Cela a été constaté dans une salle de classe qui avait été échantillonnée dans le cadre du dépistage régulier habituel des polluants. Le service de santé publique, avec l'aide d'une ingénieure sanitaire, a alors également échantillonné les autres pièces de cette aile dans des conditions d'aération et prélevé des échantillons de matériaux.
Il s'est avéré que la peinture du plafond était à l'origine des émanations de PCB dans l'air ambiant.

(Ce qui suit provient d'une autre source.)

//! x402 payment challenges.
//!
//! Challenges are not stored: a GET issues a fresh, unlinked challenge and a
//! POST is judged on its own. Verification is a mock that accepts roughly
//! nine in ten submissions carrying a signature.

use std::sync::Arc;

use axum::http::{HeaderName, header};
use chrono::{DateTime, Utc};
use rand::Rng;
use serde::{Deserialize, Serialize};

use crate::config::PaymentConfig;
use crate::reputation::{ScoreSource, ThreadRngSource};

/// Agent a challenge is issued for when the caller names none.
pub const DEFAULT_CHALLENGE_AGENT: &str = "shadowbuilder";

/// Share of signed submissions the mock verifier rejects, in percent.
pub const MOCK_REJECTION_PERCENT: u32 = 10;

const CHALLENGE_SUFFIX_LEN: usize = 9;
const BASE36: &[u8] = b"0123456789abcdefghijklmnopqrstuvwxyz";

#[derive(Debug, Clone, Copy, Serialize, PartialEq, Eq)]
#[serde(rename_all = "snake_case")]
pub enum ChallengeStatus {
    Pending,
}

/// Headers advertised with a challenge, mirrored in the response body.
#[derive(Debug, Clone, Serialize, PartialEq, Eq)]
pub struct X402Headers {
    #[serde(rename = "WWW-Authenticate")]
    pub www_authenticate: String,
    #[serde(rename = "X-Payment-Required")]
    pub payment_required: String,
    #[serde(rename = "X-Payment-Challenge")]
    pub payment_challenge: String,
    #[serde(rename = "X-Payment-Recipient")]
    pub payment_recipient: String,
}

impl X402Headers {
    pub fn pairs(&self) -> [(HeaderName, &str); 4] {
        [
            (header::WWW_AUTHENTICATE, self.www_authenticate.as_str()),
            (
                HeaderName::from_static("x-payment-required"),
                self.payment_required.as_str(),
            ),
            (
                HeaderName::from_static("x-payment-challenge"),
                self.payment_challenge.as_str(),
            ),
            (
                HeaderName::from_static("x-payment-recipient"),
                self.payment_recipient.as_str(),
            ),
        ]
    }
}

/// A payment request a client must settle before receiving reputation data.
#[derive(Debug, Clone, Serialize, PartialEq, Eq)]
#[serde(rename_all = "camelCase")]
pub struct PaymentChallenge {
    pub id: String,
    pub agent_id: String,
    /// Amount in lamports.
    pub amount: u64,
    pub recipient: String,
    #[serde(serialize_with = "crate::timefmt::serialize")]
    pub expires_at: DateTime<Utc>,
    pub status: ChallengeStatus,
    pub headers: X402Headers,
}

/// Body of a verification POST. Every field is optional on the wire so a
/// missing signature is answered as a failed payment, not a bad request.
#[derive(Debug, Clone, Default, Deserialize)]
#[serde(rename_all = "camelCase")]
pub struct PaymentSubmission {
    #[serde(default)]
    pub challenge_id: Option<String>,
    #[serde(default)]
    pub signature: Option<String>,
    #[serde(default)]
    pub agent_id: Option<String>,
}

impl PaymentSubmission {
    /// Agent the reputation block is returned for.
    pub fn target_agent(&self) -> &str {
        self.agent_id
            .as_deref()
            .map(str::trim)
            .filter(|id| !id.is_empty())
            .unwrap_or(DEFAULT_CHALLENGE_AGENT)
    }
}

#[derive(Debug, Clone, Copy, PartialEq, Eq)]
pub enum PaymentVerdict {
    Verified,
    Rejected(&'static str),
}

/// Issues and (mock-)verifies payment challenges.
#[derive(Clone)]
pub struct PaymentDesk {
    config: PaymentConfig,
    source: Arc<dyn ScoreSource>,
}

impl std::fmt::Debug for PaymentDesk {
    fn fmt(&self, f: &mut std::fmt::Formatter<'_>) -> std::fmt::Result {
        f.debug_struct("PaymentDesk")
            .field("config", &self.config)
            .finish_non_exhaustive()
    }
}

impl PaymentDesk {
    pub fn new(config: PaymentConfig) -> Self {
        Self::with_source(config, Arc::new(ThreadRngSource))
    }

    /// Use `source` for the accept/reject draw.
    pub fn with_source(config: PaymentConfig, source: Arc<dyn ScoreSource>) -> Self {
        Self { config, source }
    }

    pub fn issue_challenge(&self, agent_id: Option<&str>) -> PaymentChallenge {
        let agent_id = agent_id
            .map(str::trim)
            .filter(|id| !id.is_empty())
            .unwrap_or(DEFAULT_CHALLENGE_AGENT);

        let now = Utc::now();
        let id = challenge_id(now);
        let expires_at = now
            + chrono::Duration::from_std(self.config.challenge_ttl)
                .unwrap_or_else(|_| chrono::Duration::minutes(5));

        tracing::debug!(challenge_id = %id, agent_id, "Issued payment challenge");
        PaymentChallenge {
            headers: X402Headers {
                www_authenticate: "x402".to_string(),
                payment_required: self.config.amount_lamports.to_string(),
                payment_challenge: id.clone(),
                payment_recipient: self.config.recipient.clone(),
            },
            id,
            agent_id: agent_id.to_string(),
            amount: self.config.amount_lamports,
            recipient: self.config.recipient.clone(),
            expires_at,
            status: ChallengeStatus::Pending,
        }
    }

    /// Judge a submission. The challenge id is not checked against any
    /// issued challenge.
    pub fn verify(&self, submission: &PaymentSubmission) -> PaymentVerdict {
        let has_signature = submission
            .signature
            .as_deref()
            .is_some_and(|s| !s.trim().is_empty());
        if !has_signature {
            return PaymentVerdict::Rejected("Missing payment signature");
        }

        let verdict = if self.source.sample(0..100) < MOCK_REJECTION_PERCENT {
            PaymentVerdict::Rejected("Payment verification failed")
        } else {
            PaymentVerdict::Verified
        };
        tracing::info!(
            challenge_id = submission.challenge_id.as_deref().unwrap_or("-"),
            verified = matches!(verdict, PaymentVerdict::Verified),
            "Payment verification"
        );
        verdict
    }
}

fn challenge_id(now: DateTime<Utc>) -> String {
    let mut rng = rand::thread_rng();
    let suffix: String = (0..CHALLENGE_SUFFIX_LEN)
        .map(|_| BASE36[rng.gen_range(0..BASE36.len())] as char)
        .collect();
    format!("chal_{}_{}", now.timestamp_millis(), suffix)
}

"En présence d'une telle charge polluante, nous ne pouvons pas exiger des enfants ou des enseignants qu'ils continuent à utiliser ces salles", a précisé le Dr Dirk Härdrich, chef du département scolaire. Mais il a également souligné que les nouvelles valeurs limites n'étaient en vigueur que depuis le début de l'année, qu'elles étaient plus élevées jusqu'à la fin de l'année dernière et qu'il n'y avait donc pas de nécessité d'agir au niveau des mesures de l'air ambiant effectuées auparavant.
L'administration de l'école étudie des locaux alternatifs en étroite collaboration avec le service de gestion des bâtiments, des achats et de la logistique de la ville et avec la participation du collège et de la politique locale. "Jusqu'à la mise en place d'une alternative plus durable, nous devons organiser une solution transitoire", explique Michael Tacke, chef du service des bâtiments. Comme la rénovation des locaux concernés prendra un certain temps, des conteneurs pour salles de classe sur l'espace libre à côté de l'école pourraient être une solution. Mais leur mise en place prend du temps, car les fondations, les raccordements à l'eau et aux eaux usées doivent être réalisés, tout comme le raccordement à l'électricité. De plus, les conteneurs doivent être disponibles.
En attendant, les conteneurs non encore démontés de l'école primaire Nord pourraient être disponibles en combinaison avec des locaux libres de l'école Pestalozzi, l'école Heinrich-Albertz à Watenstedt ou l'école de la vieille ville de Salzgitter-Bad qui s'est libérée. Les premiers examens ont déjà eu lieu en amont et se dérouleront dans le courant de la semaine.
Au cours de la semaine, le collège et les parents seront informés sur place par l'administration de la situation et des solutions possibles pour la scolarisation d'urgence transitoire. "Nous y associerons bien sûr aussi le service de santé publique, car il y aura certainement des questions sur la pollution de la santé par les PCB", conclut Härdrich.